Con le annotazioni che precedono si è cercato di dar conto della ricchezza contenutistica e della complessità del volume recensito. Il suo principale punto di forza è dato dalla capacità di presentare in maniera organica una materia ampia e che porta i segni di una possente stratificazione d’idee e concetti, non esclusivamente riconducibili al diritto costituzionale. La conclusione – necessariamente “aperta” – che si può trarre dall’analisi pare indicare una convergenza fra i principi ispiratori delle singole discipline costituzionali, all’insegna di una nozione “inclusiva” di responsabilità. L’altro merito del libro è di non esitare a prendere posizione, di fronte agli snodi fondamentali, su problemi tuttora controversi[vi]: dalla relazione fra Stato e società alle continuità e cesure della storia costituzionale, fino al tormentato rapporto fra Bonn e Weimar e al “peso” delle influenze ordoliberali nella Legge fondamentale della Germania federale e nel diritto costituzionale in fieri dell’Unione europea.
[i] V. a tale proposito L. Besselink, J.-H. Reestman, The Fiscal Compact and the European Constitutions: ‘Europe Speaking German’, in European Constitutional Law Review, 2012, p. 1 e ss. Per un inquadramento più ampio si segnalano U. Beck, Europa tedesca. La nuova geografia del potere, traduzione di M. Sampaolo, Roma-Bari, Laterza, 2013; A. Bolaffi, Cuore tedesco. Il modello Germania, l’Italia e la crisi europea, Roma, Donzelli, 2013; V. Castronovo, La sindrome tedesca. Europa 1989-2014, Roma-Bari, Laterza, 2014; G.E. Rusconi, Egemonia vulnerabile. La Germania e la sindrome Bismarck, Bologna, il Mulino, 2016.
[ii] A proposito del difficile rapporto con le “lezioni di Weimar”, è possibile citare i recenti tentativi di offrire una lettura storicizzante della sentenza Lüth della Corte costituzionale federale, che sottolineano, fra l’altro, la necessità, avvertita negli anni Cinquanta, di dar luogo a una chiara soluzione di continuità tra Repubblica di Weimar e Repubblica federale in fatto di tutela dei diritti fondamentali: v. ad es. D. Rennert, Die verdrängte Werttheorie und ihre Historisierung. Zu “Lüth” und den Eigenheiten bundesrepublikanischer Grundrechtstheorie, in Der Staat, 2014, p. 31 e ss.
[iii] H.P. Ipsen, Intervento in Gesetzgeber und Verwaltung: Aussprache, in Veröffentlichungen der Vereinigung der deutschen Staatsrechtlehrer, vol.
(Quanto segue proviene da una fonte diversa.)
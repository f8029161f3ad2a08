//! # Quest State Machine
//!
//! Per-goal-kind trackers for one level and the aggregate "level won" check.
//!
//! This is not a single automaton. Each goal kind in the level's [`GoalStack`]
//! gets its own tracker with its own ordered steps, and the level is won when
//! every present tracker reports complete. Trackers only change in response to
//! discrete interactions; collision side effects (clearing a chest, door or
//! bridge from the solid set) are applied by the session that owns the map.

use crate::{config, GoalKind, GoalStack, Inventory, Position};
use log::info;
use serde::{Deserialize, Serialize};
use std::collections::BTreeMap;

/// Id given to the brewed remedy when it enters the inventory.
pub const POTION_ID: &str = "healing_potion";

/// Returns true iff every goal kind present in `flags` is complete.
///
/// Only kinds present in the map are checked, so an empty map is complete.
///
/// # Examples
///
/// ```
/// use questgrid::{all_complete, GoalKind};
/// use std::collections::BTreeMap;
///
/// let flags = BTreeMap::from([(GoalKind::Cure, true), (GoalKind::LostItem, false)]);
/// assert!(!all_complete(&flags));
///
/// let flags = BTreeMap::from([(GoalKind::Cure, true)]);
/// assert!(all_complete(&flags));
/// ```
pub fn all_complete(flags: &BTreeMap<GoalKind, bool>) -> bool {
    flags.values().all(|done| *done)
}

/// Cure: talk → collect every ingredient → mix → deliver.
#[derive(Debug, Clone, Default, PartialEq, Eq, Serialize, Deserialize)]
pub struct CureTracker {
    pub ingredient_ids: Vec<String>,
    pub mixed: bool,
    pub healed: bool,
}

impl CureTracker {
    pub fn new(ingredient_ids: Vec<String>) -> Self {
        Self {
            ingredient_ids,
            ..Self::default()
        }
    }

    /// Number of ingredients held, and how many are required.
    pub fn ingredient_count(&self, inventory: &Inventory) -> (usize, usize) {
        let have = self
            .ingredient_ids
            .iter()
            .filter(|id| inventory.has(id))
            .count();
        (have, self.ingredient_ids.len())
    }

    /// Mixing needs a non-empty ingredient list, all of it held.
    pub fn can_mix(&self, inventory: &Inventory) -> bool {
        let (have, need) = self.ingredient_count(inventory);
        need > 0 && have >= need
    }
}

/// Lost item: find the tagged pickup → deliver it to the NPC.
#[derive(Debug, Clone, Default, PartialEq, Eq, Serialize, Deserialize)]
pub struct LostItemTracker {
    pub found: bool,
    pub returned: bool,
}

/// Key and door: open chest (key appears) → collect key → unlock door.
#[derive(Debug, Clone, Default, PartialEq, Eq, Serialize, Deserialize)]
pub struct KeyAndDoorTracker {
    pub chest_opened: bool,
    pub key_spawned: bool,
    /// Where the key lies once spawned and not yet collected
    pub key_position: Option<Position>,
    pub key_collected: bool,
    pub door_opened: bool,
}

/// Repair bridge: hold every material → interact next to the gap.
#[derive(Debug, Clone, PartialEq, Eq, Serialize, Deserialize)]
pub struct BridgeTracker {
    pub materials: Vec<String>,
    pub repaired: bool,
}

impl Default for BridgeTracker {
    fn default() -> Self {
        Self {
            materials: config::BRIDGE_MATERIALS
                .iter()
                .map(|m| m.to_string())
                .collect(),
            repaired: false,
        }
    }
}

impl BridgeTracker {
    pub fn has_materials(&self, inventory: &Inventory) -> bool {
        self.materials.iter().all(|m| inventory.has(m))
    }
}

/// What a talk with the quest NPC accomplished.
#[derive(Debug, Clone, Copy, PartialEq, Eq, Default)]
pub struct TalkOutcome {
    pub first_talk: bool,
    pub healed: bool,
    pub returned: bool,
}

impl TalkOutcome {
    /// True if the talk completed a goal step beyond the introduction.
    pub fn made_progress(&self) -> bool {
        self.healed || self.returned
    }
}

/// Result of using the mix station.
#[derive(Debug, Clone, Copy, PartialEq, Eq)]
pub enum MixOutcome {
    Mixed,
    AlreadyMixed,
    MissingIngredients { have: usize, need: usize },
}

/// Result of using the chest.
#[derive(Debug, Clone, Copy, PartialEq, Eq)]
pub enum ChestOutcome {
    Opened { key_at: Position },
    AlreadyEmpty,
}

/// Result of using the door.
#[derive(Debug, Clone, Copy, PartialEq, Eq)]
pub enum DoorOutcome {
    Unlocked,
    AlreadyOpen,
    Locked,
}

/// Result of working on the bridge.
#[derive(Debug, Clone, Copy, PartialEq, Eq)]
pub enum BridgeOutcome {
    Repaired,
    AlreadyRepaired,
    MissingMaterials,
}

/// Conjunction of the trackers selected by a level's goal stack.
#[derive(Debug, Clone, PartialEq, Eq, Serialize, Deserialize)]
pub struct QuestStateMachine {
    goals: GoalStack,
    pub npc_name: String,
    pub talked_to_npc: bool,
    /// Set the first time the NPC explains the quest
    pub quest_known: bool,
    pub cure: Option<CureTracker>,
    pub lost_item: Option<LostItemTracker>,
    pub key_and_door: Option<KeyAndDoorTracker>,
    pub bridge: Option<BridgeTracker>,
    /// Terminal for the level once set
    pub won: bool,
}

impl QuestStateMachine {
    /// Creates trackers for exactly the goal kinds in `goals`.
    ///
    /// # Examples
    ///
    /// ```
    /// use questgrid::{GoalKind, GoalStack, QuestStateMachine};
    ///
    /// let quest = QuestStateMachine::new(
    ///     GoalStack::new([GoalKind::KeyAndDoor]),
    ///     "Elder",
    ///     Vec::new(),
    /// );
    /// assert!(quest.key_and_door.is_some());
    /// assert!(quest.cure.is_none());
    /// assert!(!quest.is_complete());
    /// ```
    pub fn new(goals: GoalStack, npc_name: impl Into<String>, ingredient_ids: Vec<String>) -> Self {
        Self {
            cure: goals
                .contains(GoalKind::Cure)
                .then(|| CureTracker::new(ingredient_ids)),
            lost_item: goals
                .contains(GoalKind::LostItem)
                .then(LostItemTracker::default),
            key_and_door: goals
                .contains(GoalKind::KeyAndDoor)
                .then(KeyAndDoorTracker::default),
            bridge: goals
                .contains(GoalKind::RepairBridge)
                .then(BridgeTracker::default),
            goals,
            npc_name: npc_name.into(),
            talked_to_npc: false,
            quest_known: false,
            won: false,
        }
    }

    pub fn goals(&self) -> &GoalStack {
        &self.goals
    }

    pub fn has_goal(&self, goal: GoalKind) -> bool {
        self.goals.contains(goal)
    }

    /// Completion flag of one goal kind, or `None` if the level lacks it.
    pub fn goal_complete(&self, goal: GoalKind) -> Option<bool> {
        match goal {
            GoalKind::Cure => self.cure.as_ref().map(|t| t.healed),
            GoalKind::LostItem => self.lost_item.as_ref().map(|t| t.returned),
            GoalKind::KeyAndDoor => self.key_and_door.as_ref().map(|t| t.door_opened),
            GoalKind::RepairBridge => self.bridge.as_ref().map(|t| t.repaired),
        }
    }

    /// Completion flags of every goal kind in the stack.
    pub fn completion_flags(&self) -> BTreeMap<GoalKind, bool> {
        self.goals
            .iter()
            .filter_map(|goal| self.goal_complete(goal).map(|done| (goal, done)))
            .collect()
    }

    pub fn is_complete(&self) -> bool {
        all_complete(&self.completion_flags())
    }

    /// Re-checks the aggregate condition. Returns true only on the transition to won.
    pub fn evaluate_win(&mut self) -> bool {
        if self.won || !self.is_complete() {
            return false;
        }
        self.won = true;
        info!("Level won: goals {:?} complete", self.goals.goals());
        true
    }

    /// Talking to the quest NPC: introduces the quest and delivers remedy or lost item.
    pub fn talk_to_npc(&mut self) -> TalkOutcome {
        let mut outcome = TalkOutcome {
            first_talk: !self.talked_to_npc,
            ..TalkOutcome::default()
        };
        self.talked_to_npc = true;

        if let Some(cure) = self.cure.as_mut() {
            if !cure.healed && cure.mixed {
                cure.healed = true;
                outcome.healed = true;
            }
        }
        if let Some(lost) = self.lost_item.as_mut() {
            if !lost.returned && lost.found {
                lost.returned = true;
                outcome.returned = true;
            }
        }
        outcome
    }

    /// Records that the tagged lost item was picked up.
    pub fn record_lost_item_found(&mut self) {
        if let Some(lost) = self.lost_item.as_mut() {
            lost.found = true;
        }
    }

    /// Brews the remedy if every ingredient is held. The potion enters the inventory.
    pub fn mix(&mut self, inventory: &mut Inventory) -> Option<MixOutcome> {
        let cure = self.cure.as_mut()?;
        if cure.mixed {
            return Some(MixOutcome::AlreadyMixed);
        }
        if !cure.can_mix(inventory) {
            let (have, need) = cure.ingredient_count(inventory);
            return Some(MixOutcome::MissingIngredients { have, need });
        }
        cure.mixed = true;
        inventory.add(POTION_ID, "Healing Potion");
        Some(MixOutcome::Mixed)
    }

    /// Opens the chest at `chest_at`; the key spawns on that tile.
    pub fn open_chest(&mut self, chest_at: Position) -> Option<ChestOutcome> {
        let tracker = self.key_and_door.as_mut()?;
        if tracker.chest_opened {
            return Some(ChestOutcome::AlreadyEmpty);
        }
        tracker.chest_opened = true;
        tracker.key_spawned = true;
        tracker.key_position = Some(chest_at);
        Some(ChestOutcome::Opened { key_at: chest_at })
    }

    /// Picks up the spawned key if the player stands on it.
    pub fn collect_key_at(&mut self, player: Position) -> bool {
        let Some(tracker) = self.key_and_door.as_mut() else {
            return false;
        };
        if !tracker.key_spawned || tracker.key_collected || tracker.key_position != Some(player) {
            return false;
        }
        tracker.key_collected = true;
        tracker.key_position = None;
        true
    }

    /// Unlocks the door if the key has been collected.
    pub fn unlock_door(&mut self) -> Option<DoorOutcome> {
        let tracker = self.key_and_door.as_mut()?;
        Some(if tracker.door_opened {
            DoorOutcome::AlreadyOpen
        } else if tracker.key_collected {
            tracker.door_opened = true;
            DoorOutcome::Unlocked
        } else {
            DoorOutcome::Locked
        })
    }

    /// Repairs the bridge, consuming the materials from the inventory.
    pub fn repair_bridge(&mut self, inventory: &mut Inventory) -> Option<BridgeOutcome> {
        let tracker = self.bridge.as_mut()?;
        if tracker.repaired {
            return Some(BridgeOutcome::AlreadyRepaired);
        }
        if !tracker.has_materials(inventory) {
            return Some(BridgeOutcome::MissingMaterials);
        }
        for material in &tracker.materials {
            inventory.remove(material);
        }
        tracker.repaired = true;
        info!("Bridge repaired");
        Some(BridgeOutcome::Repaired)
    }

    /// Ordered (label, done) pairs for the quest log.
    pub fn step_states(&self, inventory: &Inventory) -> Vec<(String, bool)> {
        let mut steps = vec![(format!("Talk to {}", self.npc_name), self.talked_to_npc)];

        for goal in self.goals.iter() {
            match goal {
                GoalKind::Cure => {
                    if let Some(cure) = &self.cure {
                        let (have, need) = cure.ingredient_count(inventory);
                        steps.push(("Gather ingredients".to_string(), have >= need));
                        steps.push(("Brew the remedy".to_string(), cure.mixed));
                        steps.push(("Heal the patient".to_string(), cure.healed));
                    }
                }
                GoalKind::LostItem => {
                    if let Some(lost) = &self.lost_item {
                        steps.push(("Find the lost item".to_string(), lost.found));
                        steps.push(("Return it to NPC".to_string(), lost.returned));
                    }
                }
                GoalKind::KeyAndDoor => {
                    if let Some(tracker) = &self.key_and_door {
                        steps.push(("Open the chest".to_string(), tracker.chest_opened));
                        steps.push(("Pick up the key".to_string(), tracker.key_collected));
                        steps.push(("Unlock the door".to_string(), tracker.door_opened));
                    }
                }
                GoalKind::RepairBridge => {
                    if let Some(bridge) = &self.bridge {
                        steps.push((
                            "Buy planks, rope, nails".to_string(),
                            bridge.repaired || bridge.has_materials(inventory),
                        ));
                        steps.push(("Repair the bridge".to_string(), bridge.repaired));
                    }
                }
            }
        }
        steps
    }

    /// (completed steps, total steps).
    pub fn progress(&self, inventory: &Inventory) -> (usize, usize) {
        let steps = self.step_states(inventory);
        let done = steps.iter().filter(|(_, done)| *done).count();
        (done, steps.len())
    }

    /// Label of the first incomplete step, or "Quest complete".
    pub fn next_step_label(&self, inventory: &Inventory) -> String {
        self.step_states(inventory)
            .into_iter()
            .find(|(_, done)| !done)
            .map(|(label, _)| label)
            .unwrap_or_else(|| "Quest complete".to_string())
    }
}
XXIV, de Gruyter, Berlin, 1966, p. 222.
[iv] Si deve però segnalare che nel marzo 2013 due Länder pagatori, la Baviera e l’Assia, hanno depositato un ricorso contro la legge sulla perequazione e la legge sui criteri della perequazione (Maßstäbegesetz), che è tuttora pendente presso il Bundesverfassungsgericht. A tale riguardo si può vedere O.-E. Geske, Wird es bald einen neuen Länderfinanzausgleich geben?, in Wirtschaftsdienst, 2014, p. 638 e ss.
[v] Ci si limita a fare riferimento a G.E. Rusconi, Berlino. La reinvenzione della Germania, Roma-Bari, Laterza, 2009.
[vi] E su cui talvolta gravano le “combinazioni illecite”, cui talora indulge il pensiero tedesco, della citazione di Thomas Mann posta all’inizio del capitolo I.